What is intermittent claudication?
Intermittent claudication is a clinical diagnosis. It is caused by muscle lactic acid production due to inadequate blood flow to meet the demands of the muscle for a particular activity e.g. walking. It is classically described as a debilitating cramp, ache or dull pain that is: • reliably brought on by walking; • not present on taking the first step (unlike arthritis); • reliably relieved by rest, usually within 5 minutes of stopping The distance you are able to walk without stopping (claudication distance) is often very consistent, but you may notice a decrease if walking uphill or walking at a quicker pace. Your general medical health can impact on your claudication distance if your capacity to deliver oxygenated blood to the muscles is compromised e.g. anaemia or heart failure.
What causes intermittent claudication?
The underlying process is predominantly atherosclerosis – fatty deposits - affecting the arteries in the legs. These fatty deposits gradually ‘silt up’ the artery causing a narrowing (stenosis) or blockage (occlusion) resulting in inadequate blood flow to the muscle. This is commonly seen after the age of 55, but in combination with other risk factors it is increasingly seen at a younger age. Those risk factors are smoking, diabetes, elevated cholesterol and high blood pressure. Occasionally, particularly in the younger person, other causes of intermittent claudication occur such as popliteal entrapment syndrome, iliac artery endofibrosis or arterial trauma following a sporting injury e.g. knee dislocation. The muscle group affected by claudication is classically one anatomical level below the level of arterial narrowing or blockage. For example, pain felt in the calf usually results from disease affecting the artery in the thigh (superficial femoral artery). Similarly, disease affecting the aorta or pelvic arteries can cause buttock, thigh, and calf symptoms as well as impotence: Leriche’s syndrome.
Why is intermittent claudication important?
Atherosclerosis tends to be a multisystem disease; the presence of intermittent claudication in the legs correlates with arterial disease elsewhere in the body including the heart (>50%) and head (>40%). Thus, individuals with intermittent claudication are at a higher risk of stroke, heart attack or kidney failure compared to their disease-free counterparts. The overall risk of a major cardiovascular event is 5-7% per year if risk factors are not adequately addressed. The common modifiable risk factors for peripheral arterial disease mirror those for coronary artery disease: smoking, diabetes, high blood pressure, and elevated cholesterol.
Will I lose my leg?
One-quarter of patients presenting with intermittent claudication will experience deterioration in their walking distance during their lifetime. The overall risk of progression to a leg that is threatened due to a lack of blood supply –critical leg ischaemia - is small, with
What investigations should be performed for intermittent claudication?

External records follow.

use std::fmt;

use serde::{Deserialize, Serialize};

macro_rules! id_newtype {
    ($name:ident) => {
        #[derive(Debug, Clone, PartialEq, Eq, Hash, PartialOrd, Ord, Serialize, Deserialize)]
        #[serde(transparent)]
        pub struct $name(pub String);

        impl $name {
            pub fn as_str(&self) -> &str {
                &self.0
            }
        }

        impl fmt::Display for $name {
            fn fmt(&self, f: &mut fmt::Formatter<'_>) -> fmt::Result {
                f.write_str(&self.0)
            }
        }

        impl From<&str> for $name {
            fn from(value: &str) -> Self {
                Self(value.to_string())
            }
        }

        impl From<String> for $name {
            fn from(value: String) -> Self {
                Self(value)
            }
        }
    };
}

id_newtype!(BookingId);

#[derive(Debug, Clone, PartialEq, Eq, Serialize, Deserialize)]
pub struct Booking {
    pub id: BookingId,
    pub time: String,
    pub name: String,
    pub phone: String,
}

impl Booking {
    pub fn occupant(&self) -> Occupant {
        Occupant {
            id: self.id.clone(),
            name: self.name.clone(),
            phone: self.phone.clone(),
        }
    }
}

#[derive(Debug, Clone, PartialEq, Eq, Serialize, Deserialize)]
pub struct Occupant {
    pub id: BookingId,
    pub name: String,
    pub phone: String,
}

#[cfg(test)]
mod tests {
    use super::*;

    #[test]
    fn booking_id_serializes_as_plain_string() {
        let booking = Booking {
            id: BookingId::from("64f0c2"),
            time: "8:00 AM".into(),
            name: "A".into(),
            phone: "555-0001".into(),
        };
        let json = serde_json::to_value(&booking).expect("json");
        assert_eq!(json["id"], "64f0c2");
        assert_eq!(booking.occupant().id.as_str(), "64f0c2");
    }
}
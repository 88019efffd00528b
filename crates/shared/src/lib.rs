pub mod domain;
pub mod error;
pub mod protocol;
pub mod template;
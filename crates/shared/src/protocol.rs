use serde::{Deserialize, Serialize};

use crate::domain::{Booking, BookingId};

pub const ALL_BOOKINGS_ROUTE: &str = "api/all";
pub const CREATE_BOOKING_ROUTE: &str = "api/create";
pub const CANCEL_BOOKING_ROUTE: &str = "api/cancel";

#[derive(Debug, Clone, Default, Serialize, Deserialize)]
pub struct BookingList {
    pub data: Vec<Booking>,
}

#[derive(Debug, Clone, Serialize, Deserialize)]
pub struct CreateBookingRequest {
    pub time: String,
    pub name: String,
    pub phone: String,
}

#[derive(Debug, Clone, Serialize, Deserialize)]
pub struct CancelBookingRequest {
    pub id: BookingId,
}

#[derive(Debug, Clone, Serialize, Deserialize)]
pub struct CancelAck {
    pub id: BookingId,
    #[serde(default)]
    pub cancelled: bool,
}
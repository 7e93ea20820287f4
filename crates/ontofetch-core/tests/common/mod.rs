#![allow(dead_code)]

pub mod script_server;
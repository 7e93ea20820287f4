//! Logging init: file under the XDG state dir, or stderr when that is not possible.

use anyhow::Result;
use std::fs::{self, File};
use std::io;
use std::path::PathBuf;
use tracing_subscriber::fmt::writer::BoxMakeWriter;
use tracing_subscriber::fmt::MakeWriter;
use tracing_subscriber::EnvFilter;

const DEFAULT_FILTER: &str = "info,ontofetch=debug,ontofetch_core=debug";

/// Writer that is either the log file or stderr (used when the file handle cannot be cloned).
enum FileOrStderr {
    File(File),
    Stderr,
}

impl io::Write for FileOrStderr {
    fn write(&mut self, buf: &[u8]) -> io::Result<usize> {
        match self {
            FileOrStderr::File(f) => f.write(buf),
            FileOrStderr::Stderr => io::stderr().lock().write(buf),
        }
    }

    fn flush(&mut self) -> io::Result<()> {
        match self {
            FileOrStderr::File(f) => f.flush(),
            FileOrStderr::Stderr => io::stderr().lock().flush(),
        }
    }
}

struct LogFile(File);

impl<'a> MakeWriter<'a> for LogFile {
    type Writer = FileOrStderr;

    fn make_writer(&'a self) -> Self::Writer {
        self.0
            .try_clone()
            .map(FileOrStderr::File)
            .unwrap_or(FileOrStderr::Stderr)
    }
}

fn env_filter() -> EnvFilter {
    EnvFilter::try_from_default_env().unwrap_or_else(|_| EnvFilter::new(DEFAULT_FILTER))
}

/// `~/.local/state/ontofetch/ontofetch.log`, creating the directory if needed.
pub fn log_path() -> Result<PathBuf> {
    let xdg_dirs = xdg::BaseDirectories::with_prefix("ontofetch")?;
    Ok(xdg_dirs.place_state_file("ontofetch.log")?)
}

/// Initialize structured logging to the state-dir log file (appending).
/// Returns Err when the file cannot be opened so the caller can use `init_logging_stderr`.
pub fn init_logging() -> Result<()> {
    let log_file_path = log_path()?;
    if let Some(parent) = log_file_path.parent() {
        fs::create_dir_all(parent)?;
    }
    let file = fs::OpenOptions::new()
        .create(true)
        .append(true)
        .open(&log_file_path)?;

    tracing_subscriber::fmt()
        .with_env_filter(env_filter())
        .with_writer(BoxMakeWriter::new(LogFile(file)))
        .with_ansi(false)
        .init();

    tracing::info!("ontofetch logging initialized at {}", log_file_path.display());
    Ok(())
}

/// Initialize logging to stderr only.
pub fn init_logging_stderr() {
    tracing_subscriber::fmt()
        .with_env_filter(env_filter())
        .with_writer(io::stderr)
        .with_ansi(false)
        .init();
}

Following a thorough clinical review your surgeon may organise further tests and imaging investigations aimed at: a) confirming the presence and severity of peripheral arterial disease, b) identifying the location of the affected arteries, and c) assessing your suitability for the differing types of treatments we offer. A combination of the following tests may be recommended depending on your clinical presentation: 1.Blood analysis to check for anaemia, kidney function, cholesterol levels, 2.Ankle brachial pressure index (ABPI) assessment 3.Electrocardiogram (ECG) 4.Duplex Doppler ultrasound scan 5.CT angiogram 6.MR angiogram
What are the treatments for intermittent claudication?
The two main aims when treating intermittent claudication are: a) prevent major cardiovascular morbidity (heart attack, stroke, kidney failure) through risk factor modification, and b) improve your walking distance. a) Risk factor modification All individuals with evidence of peripheral arterial disease benefit from risk factor modification to reduce the risk of cardiovascular morbidity. These include stopping smoking, blood pressure control and cholesterol optimization. Medications to help achieve these goals will often be used and include clopidogrel, aspirin, and statins. Diabetes increases the risk and severity of intermittent claudication proportional to the duration of affliction. Thus, the diagnosis and strict control of diabetes in combination with weight loss in the overweight individual is vital to reduce cardiovascular risk and prevent symptom deterioration. b) Symptom relief For many individuals with intermittent claudication a structured exercise program in combination with stopping smoking will lead to sustained improvement in their claudication distance and a reduction in cardiovascular risk. However, for some clients a structured exercise program in isolation is insufficient to relieve their symptoms. For these patients, particularly those suffering from severe life-style limiting claudication, more invasive therapies in the form of angioplasty or bypass surgery may be indicated. Circulation Clinic is able to offer a full range of individualised treatment plans to ensure our clients receive the best care for their intermittent claudication.